In front of them was an absolutely massive vessel that made the old International Space Station look like a tiny toy. Its exterior was covered in large, somewhat rushed patches of muted grey military spaceship armour. Designation codes, section labels and the ship’s name had been hastily stencilled on in typical military fashion. This combined with the giant thruster ports and tacked-on exterior weapons, served to make what was once an all-inclusive pleasure vessel for the rich, into an overly gaudy war machine, a last bastion for an unknown number of people. For Lia is was an uncanny sight, having not been to space before. What she saw looked like an over-sized pleasure cruiser had a baby with a modern armed marine aircraft carrier – then they randomly duct taped some tank turrets at strategic points for added boom.
“What a hot mess that is,” she remarked to herself.
“Yeah, it was a bit of a rush job on the United Nation’s part. Despite the war, all sides could see we needed an exit strategy since the planet was failing. My wonder drug was slowly becoming a concern; the alien guerilla invasion was becoming a higher level of threat than a stupid money war, and our foothold in space was being gradually besieged by the aliens.”
“The rush job’s been having a tough time,” Lia observed, still reeling slightly from the amount of chaos she’d missed. As they got closer she could see scarring and pockmarks marring the ship’s hull. Then she noticed many of those damaged points being automatically filled in slowly by an unknown substance that re-hardened to form the s
urrounding metal.
“Seem familiar?” James asked rhetorically. “I helped develop that during my time in military RnD, figured a defensive project couldn’t hurt. Ironically it’s based on alien tech similar to what you found.”
“So the ship’s a living hybrid monster too?” Lia asked incredulously.
“No, our armour only has similarities...” James said, unsurprised she caught onto his irony reference. He continued, “That self-replicating repair effect has to be triggered by a commanding officer with specific parameters, not to mention supplemental metal. Which means we’re not alone up here!” James said, hoping his positivity would reach her.
“Great,” she said somewhat coldly.
They approached the imposing vessel; its initial haphazard modified appearance soon gave way to an impression of awe.
“Is everyone from Earth, the Moon, and Mars in this hulk of a thing?” Lia asked, estimating the possibility.
“Last I heard, yes. The latter two colonies were mostly indefensible novelties that get abandoned seasonally. Everyone that survived the maelstrom of chaos our species has been subjected to over these last years will be aboard this ... Utopia,” James finished, testing the fit of its name, finding it satisfactory.

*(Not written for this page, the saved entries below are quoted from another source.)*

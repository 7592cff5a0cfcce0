use chrono::{DateTime, Utc};
use serde::{Deserialize, Serialize};
use thiserror::Error;

use crate::models::SessionDraft;

/// Duration used when free-form input cannot be understood.
pub const DEFAULT_MINUTES: u32 = 25;

#[derive(Debug, Clone, Copy, Default, Serialize, Deserialize, PartialEq, Eq)]
#[serde(rename_all = "camelCase")]
pub enum TimerStatus {
    #[default]
    Idle,
    Running,
    Paused,
    Completed,
}

#[derive(Debug, Error, PartialEq, Eq)]
pub enum TimerError {
    #[error("Not allowed while the timer is running")]
    Running,

    #[error("Timer is not running")]
    NotRunning,

    #[error("Select a subject before starting")]
    NoSubject,

    #[error("Duration must be at least one minute")]
    InvalidDuration,
}

#[derive(Debug, Clone, Serialize, Deserialize, PartialEq, Eq)]
#[serde(rename_all = "camelCase")]
pub struct TimerState {
    pub status: TimerStatus,
    pub total_minutes: u32,
    pub remaining_seconds: u64,
    pub subject_id: Option<i32>,
    /// Wall-clock start of the current run; survives pause/resume.
    pub started_at: Option<DateTime<Utc>>,
}

impl Default for TimerState {
    fn default() -> Self {
        Self::new(DEFAULT_MINUTES)
    }
}

/// Free-form minutes; anything unparsable or zero falls back to 25.
#[must_use]
pub fn parse_minutes(input: &str) -> u32 {
    match input.trim().parse::<u32>() {
        Ok(minutes) if minutes > 0 => minutes,
        _ => DEFAULT_MINUTES,
    }
}

impl TimerState {
    #[must_use]
    pub fn new(total_minutes: u32) -> Self {
        let total_minutes = if total_minutes == 0 {
            DEFAULT_MINUTES
        } else {
            total_minutes
        };
        Self {
            status: TimerStatus::Idle,
            total_minutes,
            remaining_seconds: u64::from(total_minutes) * 60,
            subject_id: None,
            started_at: None,
        }
    }

    #[must_use]
    pub fn total_seconds(&self) -> u64 {
        u64::from(self.total_minutes) * 60
    }

    #[must_use]
    pub fn is_running(&self) -> bool {
        self.status == TimerStatus::Running
    }

    pub fn set_duration(&mut self, minutes: u32) -> Result<(), TimerError> {
        if self.is_running() {
            return Err(TimerError::Running);
        }
        if minutes == 0 {
            return Err(TimerError::InvalidDuration);
        }

        self.total_minutes = minutes;
        self.reset();
        Ok(())
    }

    pub fn select_subject(&mut self, subject_id: i32) -> Result<(), TimerError> {
        if self.is_running() {
            return Err(TimerError::Running);
        }
        self.subject_id = Some(subject_id);
        Ok(())
    }

    pub fn start(&mut self, now: DateTime<Utc>) -> Result<(), TimerError> {
        if self.is_running() {
            return Err(TimerError::Running);
        }
        if self.subject_id.is_none() {
            return Err(TimerError::NoSubject);
        }

        if self.status == TimerStatus::Completed {
            self.remaining_seconds = self.total_seconds();
        }
        if self.started_at.is_none() {
            self.started_at = Some(now);
        }
        self.status = TimerStatus::Running;
        Ok(())
    }

    /// One second elapsed. Returns the finished session when this tick
    /// brought the countdown to zero.
    pub fn tick(&mut self, now: DateTime<Utc>) -> Option<SessionDraft> {
        if !self.is_running() {
            return None;
        }

        self.remaining_seconds = self.remaining_seconds.saturating_sub(1);
        if self.remaining_seconds == 0 {
            return self.complete(now);
        }
        None
    }

    pub fn pause(&mut self) -> Result<(), TimerError> {
        if !self.is_running() {
            return Err(TimerError::NotRunning);
        }
        self.status = TimerStatus::Paused;
        Ok(())
    }

    pub fn reset(&mut self) {
        self.status = TimerStatus::Idle;
        self.remaining_seconds = self.total_seconds();
        self.started_at = None;
    }

    /// The persisted duration is the configured length, not the measured
    /// span between start and `now`.
    pub fn complete(&mut self, now: DateTime<Utc>) -> Option<SessionDraft> {
        self.status = TimerStatus::Completed;
        self.remaining_seconds = 0;

        let started_at = self.started_at.take()?;
        let subject_id = self.subject_id?;

        Some(SessionDraft {
            subject_id,
            start_time: started_at,
            end_time: now,
            duration_seconds: i64::from(self.total_minutes) * 60,
        })
    }
}
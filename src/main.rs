use clap::Parser;
use focusledger::cli::Cli;
use focusledger::{Config, run};

fn main() -> anyhow::Result<()> {
    dotenvy::dotenv().ok();

    let cli = Cli::parse();
    let config = Config::load()?;
    let worker_threads = config.general.worker_threads;

    let mut builder = tokio::runtime::Builder::new_multi_thread();
    builder.enable_all();

    if worker_threads > 0 {
        builder.worker_threads(worker_threads);
    }

    let runtime = builder.build()?;
    runtime.block_on(run(cli, config))
}
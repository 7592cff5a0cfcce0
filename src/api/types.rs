use serde::Serialize;

#[derive(Debug, Serialize)]
pub struct ApiResponse<T> {
    pub success: bool,
    #[serde(skip_serializing_if = "Option::is_none")]
    pub data: Option<T>,
    #[serde(skip_serializing_if = "Option::is_none")]
    pub error: Option<String>,
}

impl<T> ApiResponse<T> {
    pub const fn success(data: T) -> Self {
        Self {
            success: true,
            data: Some(data),
            error: None,
        }
    }

    pub fn error(message: impl Into<String>) -> Self {
        Self {
            success: false,
            data: None,
            error: Some(message.into()),
        }
    }
}

#[derive(Debug, Serialize)]
pub struct MessageResponse {
    pub message: String,
}

impl MessageResponse {
    pub fn new(message: impl Into<String>) -> Self {
        Self {
            message: message.into(),
        }
    }
}

/// The authenticated caller, placed in request extensions by the auth middleware.
#[derive(Debug, Clone, Copy, PartialEq, Eq)]
pub struct CurrentUser(pub i32);
use axum::{
    Extension, Json,
    extract::{
        Path, State,
        rejection::{JsonRejection, PathRejection},
    },
};
use serde::{Deserialize, Deserializer};
use std::sync::Arc;

use super::validation::{json_body, path_param, validate_subject_id};
use super::{ApiError, ApiResponse, AppState, CurrentUser, MessageResponse};
use crate::models::Subject;
use crate::services::{CreateSubjectInput, UpdateSubjectInput};

#[derive(Deserialize)]
pub struct CreateSubjectRequest {
    #[serde(default)]
    pub name: String,
    pub color: Option<String>,
    pub icon: Option<String>,
}

#[derive(Deserialize)]
pub struct UpdateSubjectRequest {
    pub name: Option<String>,
    pub color: Option<String>,
    /// Absent keeps the icon; `null` or `""` clears it.
    #[serde(default, deserialize_with = "present")]
    pub icon: Option<Option<String>>,
}

/// Marks a field as supplied, so an explicit `null` differs from absence.
fn present<'de, D, T>(deserializer: D) -> Result<Option<T>, D::Error>
where
    D: Deserializer<'de>,
    T: Deserialize<'de>,
{
    T::deserialize(deserializer).map(Some)
}

pub async fn list_subjects(
    State(state): State<Arc<AppState>>,
    Extension(CurrentUser(user_id)): Extension<CurrentUser>,
) -> Result<Json<ApiResponse<Vec<Subject>>>, ApiError> {
    let subjects = state.shared.subject_service.list(user_id).await?;
    Ok(Json(ApiResponse::success(subjects)))
}

pub async fn create_subject(
    State(state): State<Arc<AppState>>,
    Extension(CurrentUser(user_id)): Extension<CurrentUser>,
    payload: Result<Json<CreateSubjectRequest>, JsonRejection>,
) -> Result<Json<ApiResponse<Subject>>, ApiError> {
    let payload = json_body(payload)?;

    let subject = state
        .shared
        .subject_service
        .create(
            user_id,
            CreateSubjectInput {
                name: payload.name,
                color: payload.color,
                icon: payload.icon,
            },
        )
        .await?;

    Ok(Json(ApiResponse::success(subject)))
}

pub async fn update_subject(
    State(state): State<Arc<AppState>>,
    Extension(CurrentUser(user_id)): Extension<CurrentUser>,
    id: Result<Path<i32>, PathRejection>,
    payload: Result<Json<UpdateSubjectRequest>, JsonRejection>,
) -> Result<Json<ApiResponse<Subject>>, ApiError> {
    let id = validate_subject_id(path_param(id)?)?;
    let payload = json_body(payload)?;

    let subject = state
        .shared
        .subject_service
        .update(
            user_id,
            id,
            UpdateSubjectInput {
                name: payload.name,
                color: payload.color,
                icon: payload.icon,
            },
        )
        .await?;

    Ok(Json(ApiResponse::success(subject)))
}

/// Sessions recorded against the subject are removed with it.
pub async fn delete_subject(
    State(state): State<Arc<AppState>>,
    Extension(CurrentUser(user_id)): Extension<CurrentUser>,
    id: Result<Path<i32>, PathRejection>,
) -> Result<Json<ApiResponse<MessageResponse>>, ApiError> {
    let id = validate_subject_id(path_param(id)?)?;
    state.shared.subject_service.delete(user_id, id).await?;
    Ok(Json(ApiResponse::success(MessageResponse::new(
        "Subject deleted",
    ))))
}
pub mod api;
pub mod cli;
pub mod config;
pub mod db;
pub mod entities;
pub mod models;
pub mod services;
pub mod state;
pub mod timer;

#[cfg(test)]
mod test_support;

use std::sync::Arc;
use tokio::signal;

use anyhow::Context;
use cli::commands::{TimerArgs, cmd_init, cmd_report, cmd_signup, cmd_timer};
use cli::{Cli, Commands};
pub use config::Config;
use state::SharedState;
use tracing::{error, info};
use tracing_subscriber::EnvFilter;

pub async fn run(cli: Cli, config: Config) -> anyhow::Result<()> {
    config.validate()?;
    init_tracing(&config);

    match cli.command.unwrap_or(Commands::Serve) {
        Commands::Serve => run_server(config).await,

        Commands::Signup {
            email,
            password,
            name,
        } => cmd_signup(config, email, password, name).await,

        Commands::Timer {
            subject,
            minutes,
            preset,
            local_user,
            server,
            token,
        } => {
            cmd_timer(
                config,
                TimerArgs {
                    subject,
                    minutes,
                    preset,
                    local_user,
                    server,
                    token,
                },
            )
            .await
        }

        Commands::Report { email, month } => cmd_report(config, &email, month.as_deref()).await,

        Commands::Init => cmd_init(),
    }
}

fn init_tracing(config: &Config) {
    use tracing_subscriber::{layer::SubscriberExt, util::SubscriberInitExt};

    let env_filter = EnvFilter::try_from_default_env()
        .unwrap_or_else(|_| EnvFilter::new(&config.general.log_level));

    let registry = tracing_subscriber::registry().with(env_filter);

    // Logs go to stderr so command output on stdout stays clean
    if config.general.log_format == "json" {
        registry
            .with(
                tracing_subscriber::fmt::layer()
                    .json()
                    .with_writer(std::io::stderr),
            )
            .init();
    } else {
        registry
            .with(tracing_subscriber::fmt::layer().with_writer(std::io::stderr))
            .init();
    }
}

async fn run_server(config: Config) -> anyhow::Result<()> {
    info!("focusledger v{} starting...", env!("CARGO_PKG_VERSION"));

    let prometheus_handle = if config.observability.metrics_enabled {
        use metrics_exporter_prometheus::PrometheusBuilder;
        let handle = PrometheusBuilder::new()
            .install_recorder()
            .context("Failed to install Prometheus recorder")?;
        info!("Prometheus metrics recorder initialized");
        Some(handle)
    } else {
        None
    };

    let addr = format!("{}:{}", config.server.bind_address, config.server.port);

    let shared = Arc::new(SharedState::new(config).await?);
    let state = api::create_app_state(shared, prometheus_handle);
    let app = api::router(state);

    let listener = tokio::net::TcpListener::bind(&addr)
        .await
        .with_context(|| format!("Failed to bind {addr}"))?;

    info!("Web server running at http://{addr}");

    axum::serve(listener, app)
        .with_graceful_shutdown(shutdown_signal())
        .await
        .context("Web server error")?;

    info!("Server stopped");
    Ok(())
}

async fn shutdown_signal() {
    match signal::ctrl_c().await {
        Ok(()) => info!("Shutdown signal received"),
        Err(e) => error!("Error listening for shutdown: {}", e),
    }
}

Suddenly their comms crackled to life. “Incoming vessel, you’re showing as MiraiCorp facility 013, please confirm occupants.”
James hit the talk button. “This is Dr. James Barton, head of installation 013, and my wife Emilia. Requesting permission to board.” A long tense silence followed, Lia was beginning to wonder if they’d be shot down.
“Permission granted, please re-engage auto pilot as we’ve already uploaded docking parameters,” the man said.
“Thank you,” James said before complying.
Slowly their pod chauffeured them to a nondescript docking area with a very utilitarian design. They docked seamlessly with no issue though the large locking clamps that held their pod in place unnerved her. What if they see us for what we are? Now we have no way out. She thought to herself, passing James a look. He returned her a confident smirk. They marched down a long metallic hallway starkly lit by LED spotlights, leaving nowhere for them to hide; the obvious cameras had full view of their arrival.